Transcribe the listing below from its opening line up to and including the line that contains "let (a, b) = (&pair[0], &pair[1]);"; reproduce nothing else.

· · · · · · ·

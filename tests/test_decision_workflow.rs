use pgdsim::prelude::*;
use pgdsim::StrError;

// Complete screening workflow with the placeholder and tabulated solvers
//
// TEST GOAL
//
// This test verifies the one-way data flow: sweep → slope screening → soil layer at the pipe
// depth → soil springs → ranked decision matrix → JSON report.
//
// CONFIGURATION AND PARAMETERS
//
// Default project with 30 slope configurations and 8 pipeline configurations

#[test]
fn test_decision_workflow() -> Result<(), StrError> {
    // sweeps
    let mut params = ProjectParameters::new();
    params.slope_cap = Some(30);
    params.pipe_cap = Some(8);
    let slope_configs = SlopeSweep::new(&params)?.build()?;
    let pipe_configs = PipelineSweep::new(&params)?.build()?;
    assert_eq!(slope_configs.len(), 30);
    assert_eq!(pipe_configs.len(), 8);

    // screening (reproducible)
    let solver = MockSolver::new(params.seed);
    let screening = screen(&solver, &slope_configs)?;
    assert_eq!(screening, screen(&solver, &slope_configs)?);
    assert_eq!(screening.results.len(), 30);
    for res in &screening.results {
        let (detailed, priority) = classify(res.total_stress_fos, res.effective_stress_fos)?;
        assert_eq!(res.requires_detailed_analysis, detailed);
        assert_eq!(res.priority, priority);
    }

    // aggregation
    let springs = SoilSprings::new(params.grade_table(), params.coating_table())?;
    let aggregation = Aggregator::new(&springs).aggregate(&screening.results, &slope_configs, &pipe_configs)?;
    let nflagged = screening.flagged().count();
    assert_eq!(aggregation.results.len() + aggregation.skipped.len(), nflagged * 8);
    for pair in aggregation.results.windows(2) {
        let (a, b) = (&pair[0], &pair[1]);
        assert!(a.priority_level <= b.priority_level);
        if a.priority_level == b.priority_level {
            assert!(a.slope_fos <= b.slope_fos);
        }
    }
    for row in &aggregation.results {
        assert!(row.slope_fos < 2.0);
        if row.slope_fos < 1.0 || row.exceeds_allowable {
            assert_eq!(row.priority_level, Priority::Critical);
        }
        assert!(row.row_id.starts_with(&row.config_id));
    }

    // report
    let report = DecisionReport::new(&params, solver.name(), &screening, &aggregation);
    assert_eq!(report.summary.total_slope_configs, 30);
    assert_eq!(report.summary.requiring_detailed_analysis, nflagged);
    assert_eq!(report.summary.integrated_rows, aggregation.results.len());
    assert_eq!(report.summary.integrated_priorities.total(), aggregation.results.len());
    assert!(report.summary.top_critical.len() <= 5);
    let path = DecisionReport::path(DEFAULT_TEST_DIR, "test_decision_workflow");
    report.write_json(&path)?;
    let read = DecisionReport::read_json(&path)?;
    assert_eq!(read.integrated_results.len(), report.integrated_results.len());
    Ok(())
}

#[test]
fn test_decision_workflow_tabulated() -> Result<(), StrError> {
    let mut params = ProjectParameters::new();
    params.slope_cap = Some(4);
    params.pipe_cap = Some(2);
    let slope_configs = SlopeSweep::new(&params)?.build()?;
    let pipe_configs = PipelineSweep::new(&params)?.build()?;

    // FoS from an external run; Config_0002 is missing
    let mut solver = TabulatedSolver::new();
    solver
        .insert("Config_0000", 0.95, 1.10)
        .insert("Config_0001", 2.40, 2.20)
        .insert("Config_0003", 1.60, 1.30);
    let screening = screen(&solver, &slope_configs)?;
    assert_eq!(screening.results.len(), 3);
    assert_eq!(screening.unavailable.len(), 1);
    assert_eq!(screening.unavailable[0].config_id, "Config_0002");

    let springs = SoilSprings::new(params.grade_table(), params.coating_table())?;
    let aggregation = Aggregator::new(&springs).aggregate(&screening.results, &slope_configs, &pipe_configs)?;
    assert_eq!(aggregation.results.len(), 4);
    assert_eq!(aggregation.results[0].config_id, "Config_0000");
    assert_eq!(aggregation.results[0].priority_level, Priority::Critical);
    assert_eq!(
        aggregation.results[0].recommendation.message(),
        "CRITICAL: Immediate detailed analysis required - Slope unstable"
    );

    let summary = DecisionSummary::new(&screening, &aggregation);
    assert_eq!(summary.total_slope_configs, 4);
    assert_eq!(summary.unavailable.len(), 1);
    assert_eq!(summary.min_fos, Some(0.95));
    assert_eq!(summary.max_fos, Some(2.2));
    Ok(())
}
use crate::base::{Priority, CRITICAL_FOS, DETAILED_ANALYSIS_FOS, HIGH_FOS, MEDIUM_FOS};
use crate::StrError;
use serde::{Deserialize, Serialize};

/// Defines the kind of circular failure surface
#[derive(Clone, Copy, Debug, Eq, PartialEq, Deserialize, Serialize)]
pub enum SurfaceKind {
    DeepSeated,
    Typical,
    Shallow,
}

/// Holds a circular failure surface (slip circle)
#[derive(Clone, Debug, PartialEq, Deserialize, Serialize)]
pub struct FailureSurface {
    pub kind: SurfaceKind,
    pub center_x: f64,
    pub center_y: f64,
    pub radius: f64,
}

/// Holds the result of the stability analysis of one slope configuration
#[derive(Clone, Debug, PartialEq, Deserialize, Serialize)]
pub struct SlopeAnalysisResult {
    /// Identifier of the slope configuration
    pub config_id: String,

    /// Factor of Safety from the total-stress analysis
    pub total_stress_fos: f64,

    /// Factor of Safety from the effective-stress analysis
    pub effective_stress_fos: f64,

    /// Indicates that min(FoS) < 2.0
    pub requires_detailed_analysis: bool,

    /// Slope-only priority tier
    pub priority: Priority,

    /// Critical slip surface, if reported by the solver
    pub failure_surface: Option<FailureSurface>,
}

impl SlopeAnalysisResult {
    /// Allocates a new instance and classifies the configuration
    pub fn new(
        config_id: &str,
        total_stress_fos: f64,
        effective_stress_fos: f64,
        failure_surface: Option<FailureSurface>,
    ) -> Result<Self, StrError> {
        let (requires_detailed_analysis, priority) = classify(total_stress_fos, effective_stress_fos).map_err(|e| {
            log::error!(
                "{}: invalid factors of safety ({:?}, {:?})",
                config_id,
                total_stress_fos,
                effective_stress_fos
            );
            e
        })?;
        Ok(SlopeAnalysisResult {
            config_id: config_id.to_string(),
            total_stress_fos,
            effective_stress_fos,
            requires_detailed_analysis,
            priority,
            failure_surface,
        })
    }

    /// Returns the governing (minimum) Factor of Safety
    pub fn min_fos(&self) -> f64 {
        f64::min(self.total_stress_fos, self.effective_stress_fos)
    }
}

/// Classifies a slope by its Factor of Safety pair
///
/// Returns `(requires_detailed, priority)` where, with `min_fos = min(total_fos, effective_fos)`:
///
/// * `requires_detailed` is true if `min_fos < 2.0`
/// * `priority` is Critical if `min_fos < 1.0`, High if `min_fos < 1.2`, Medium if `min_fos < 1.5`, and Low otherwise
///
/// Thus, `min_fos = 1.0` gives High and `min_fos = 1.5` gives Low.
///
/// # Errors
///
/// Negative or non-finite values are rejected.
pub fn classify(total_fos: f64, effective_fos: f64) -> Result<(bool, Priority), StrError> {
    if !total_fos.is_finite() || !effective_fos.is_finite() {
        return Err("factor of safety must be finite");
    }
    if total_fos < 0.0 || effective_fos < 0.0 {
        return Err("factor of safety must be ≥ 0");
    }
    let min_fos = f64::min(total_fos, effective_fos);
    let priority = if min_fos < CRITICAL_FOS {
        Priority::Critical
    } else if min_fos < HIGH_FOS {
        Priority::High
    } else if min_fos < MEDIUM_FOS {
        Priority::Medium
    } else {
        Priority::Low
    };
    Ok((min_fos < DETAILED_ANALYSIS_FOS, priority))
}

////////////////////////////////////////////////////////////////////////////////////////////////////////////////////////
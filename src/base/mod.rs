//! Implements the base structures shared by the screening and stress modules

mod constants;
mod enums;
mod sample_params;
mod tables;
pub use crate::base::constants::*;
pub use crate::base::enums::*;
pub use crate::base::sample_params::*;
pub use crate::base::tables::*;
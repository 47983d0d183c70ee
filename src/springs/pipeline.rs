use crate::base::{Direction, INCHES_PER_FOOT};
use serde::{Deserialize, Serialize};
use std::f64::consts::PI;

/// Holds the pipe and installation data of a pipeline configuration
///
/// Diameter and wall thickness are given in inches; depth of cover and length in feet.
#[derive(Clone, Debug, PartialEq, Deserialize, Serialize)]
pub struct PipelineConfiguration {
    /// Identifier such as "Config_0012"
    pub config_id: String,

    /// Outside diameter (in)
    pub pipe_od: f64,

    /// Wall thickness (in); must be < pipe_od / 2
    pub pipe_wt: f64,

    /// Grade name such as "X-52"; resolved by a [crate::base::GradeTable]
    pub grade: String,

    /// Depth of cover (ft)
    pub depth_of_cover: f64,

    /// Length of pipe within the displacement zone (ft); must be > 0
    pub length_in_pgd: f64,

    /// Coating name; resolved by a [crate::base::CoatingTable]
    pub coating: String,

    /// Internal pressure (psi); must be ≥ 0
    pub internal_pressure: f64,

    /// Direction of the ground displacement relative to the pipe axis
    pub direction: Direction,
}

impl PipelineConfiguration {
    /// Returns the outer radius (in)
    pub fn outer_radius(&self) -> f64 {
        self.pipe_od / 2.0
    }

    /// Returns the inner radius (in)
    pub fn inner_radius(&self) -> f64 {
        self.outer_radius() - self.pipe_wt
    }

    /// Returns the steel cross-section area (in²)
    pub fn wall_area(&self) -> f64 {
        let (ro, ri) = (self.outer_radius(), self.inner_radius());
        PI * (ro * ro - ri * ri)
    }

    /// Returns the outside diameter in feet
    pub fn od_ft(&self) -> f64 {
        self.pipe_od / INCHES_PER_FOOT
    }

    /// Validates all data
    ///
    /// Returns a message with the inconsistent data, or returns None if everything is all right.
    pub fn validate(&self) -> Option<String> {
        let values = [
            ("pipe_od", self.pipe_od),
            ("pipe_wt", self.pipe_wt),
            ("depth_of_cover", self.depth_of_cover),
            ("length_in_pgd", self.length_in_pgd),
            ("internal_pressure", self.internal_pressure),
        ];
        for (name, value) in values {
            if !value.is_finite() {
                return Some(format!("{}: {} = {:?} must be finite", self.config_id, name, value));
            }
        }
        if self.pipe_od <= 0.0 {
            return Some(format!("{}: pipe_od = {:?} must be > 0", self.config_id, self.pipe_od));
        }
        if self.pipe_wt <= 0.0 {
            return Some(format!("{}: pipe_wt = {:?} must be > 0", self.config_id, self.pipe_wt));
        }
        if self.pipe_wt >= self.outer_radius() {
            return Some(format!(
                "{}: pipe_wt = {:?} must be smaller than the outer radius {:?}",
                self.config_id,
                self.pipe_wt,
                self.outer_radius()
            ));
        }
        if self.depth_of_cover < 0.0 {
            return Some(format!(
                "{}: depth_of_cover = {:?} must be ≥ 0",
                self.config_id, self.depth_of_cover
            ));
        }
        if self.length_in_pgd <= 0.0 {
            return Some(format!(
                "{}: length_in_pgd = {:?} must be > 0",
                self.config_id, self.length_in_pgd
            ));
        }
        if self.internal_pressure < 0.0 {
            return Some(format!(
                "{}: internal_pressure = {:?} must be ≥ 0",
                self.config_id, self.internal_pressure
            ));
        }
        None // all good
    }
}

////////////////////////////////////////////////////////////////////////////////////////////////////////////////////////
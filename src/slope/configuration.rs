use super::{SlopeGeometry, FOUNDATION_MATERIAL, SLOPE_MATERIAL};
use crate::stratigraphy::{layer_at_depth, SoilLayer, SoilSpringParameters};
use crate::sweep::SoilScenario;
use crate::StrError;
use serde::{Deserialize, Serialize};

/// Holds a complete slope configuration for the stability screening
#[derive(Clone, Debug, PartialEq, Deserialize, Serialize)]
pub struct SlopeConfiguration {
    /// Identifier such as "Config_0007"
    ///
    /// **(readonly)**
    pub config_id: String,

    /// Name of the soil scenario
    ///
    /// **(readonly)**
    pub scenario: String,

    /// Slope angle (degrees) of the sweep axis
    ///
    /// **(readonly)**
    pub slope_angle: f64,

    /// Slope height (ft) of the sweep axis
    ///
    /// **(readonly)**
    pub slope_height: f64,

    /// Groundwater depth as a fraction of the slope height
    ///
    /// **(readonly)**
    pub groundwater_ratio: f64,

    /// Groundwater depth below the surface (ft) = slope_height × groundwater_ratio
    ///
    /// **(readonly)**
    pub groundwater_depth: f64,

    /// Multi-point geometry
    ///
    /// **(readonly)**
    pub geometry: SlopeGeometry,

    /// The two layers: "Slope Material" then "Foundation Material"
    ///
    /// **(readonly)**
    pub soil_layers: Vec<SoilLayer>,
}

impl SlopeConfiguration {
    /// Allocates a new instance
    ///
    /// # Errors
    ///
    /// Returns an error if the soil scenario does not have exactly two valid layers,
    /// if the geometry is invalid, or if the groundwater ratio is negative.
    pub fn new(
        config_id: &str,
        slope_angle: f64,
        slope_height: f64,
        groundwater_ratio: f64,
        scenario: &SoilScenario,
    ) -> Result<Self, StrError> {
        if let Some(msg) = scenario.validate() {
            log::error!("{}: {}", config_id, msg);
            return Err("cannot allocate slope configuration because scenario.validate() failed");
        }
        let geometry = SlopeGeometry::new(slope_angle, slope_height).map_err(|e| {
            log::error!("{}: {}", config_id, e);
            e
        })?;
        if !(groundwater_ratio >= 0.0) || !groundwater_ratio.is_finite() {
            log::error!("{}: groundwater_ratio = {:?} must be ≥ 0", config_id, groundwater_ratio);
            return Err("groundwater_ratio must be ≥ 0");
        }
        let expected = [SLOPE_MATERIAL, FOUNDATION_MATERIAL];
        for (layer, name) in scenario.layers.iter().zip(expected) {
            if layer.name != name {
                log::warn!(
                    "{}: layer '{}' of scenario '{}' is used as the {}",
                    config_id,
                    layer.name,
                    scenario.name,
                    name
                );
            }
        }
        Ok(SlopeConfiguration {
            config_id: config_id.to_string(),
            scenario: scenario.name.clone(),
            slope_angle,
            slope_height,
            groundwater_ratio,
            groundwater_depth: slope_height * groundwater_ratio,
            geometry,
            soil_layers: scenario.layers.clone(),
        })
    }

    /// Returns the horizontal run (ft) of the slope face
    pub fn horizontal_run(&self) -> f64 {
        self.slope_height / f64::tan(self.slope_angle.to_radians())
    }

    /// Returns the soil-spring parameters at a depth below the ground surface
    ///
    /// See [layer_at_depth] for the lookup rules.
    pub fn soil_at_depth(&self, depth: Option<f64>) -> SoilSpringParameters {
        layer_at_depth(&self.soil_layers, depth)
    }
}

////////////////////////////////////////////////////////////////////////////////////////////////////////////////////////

· · · · · · ·

- Response to the exercise:
filename tests/test_decision_workflow.rs
use pgdsim::prelude::*;
use pgdsim::StrError;

// Complete screening workflow with the placeholder and tabulated solvers
//
// TEST GOAL
//
// This test verifies the one-way data flow: sweep → slope screening → soil layer at the pipe
// depth → soil springs → ranked decision matrix → JSON report.
//
// CONFIGURATION AND PARAMETERS
//
// Default project with 30 slope configurations and 8 pipeline configurations

#[test]
fn test_decision_workflow() -> Result<(), StrError> {
    // sweeps
    let mut params = ProjectParameters::new();
    params.slope_cap = Some(30);
    params.pipe_cap = Some(8);
    let slope_configs = SlopeSweep::new(&params)?.build()?;
    let pipe_configs = PipelineSweep::new(&params)?.build()?;
    assert_eq!(slope_configs.len(), 30);
    assert_eq!(pipe_configs.len(), 8);

    // screening (reproducible)
    let solver = MockSolver::new(params.seed);
    let screening = screen(&solver, &slope_configs)?;
    assert_eq!(screening, screen(&solver, &slope_configs)?);
    assert_eq!(screening.results.len(), 30);
    for res in &screening.results {
        let (detailed, priority) = classify(res.total_stress_fos, res.effective_stress_fos)?;
        assert_eq!(res.requires_detailed_analysis, detailed);
        assert_eq!(res.priority, priority);
    }

    // aggregation
    let springs = SoilSprings::new(params.grade_table(), params.coating_table())?;
    let aggregation = Aggregator::new(&springs).aggregate(&screening.results, &slope_configs, &pipe_configs)?;
    let nflagged = screening.flagged().count();
    assert_eq!(aggregation.results.len() + aggregation.skipped.len(), nflagged * 8);
    for pair in aggregation.results.windows(2) {
        let (a, b) = (&pair[0], &pair[1]);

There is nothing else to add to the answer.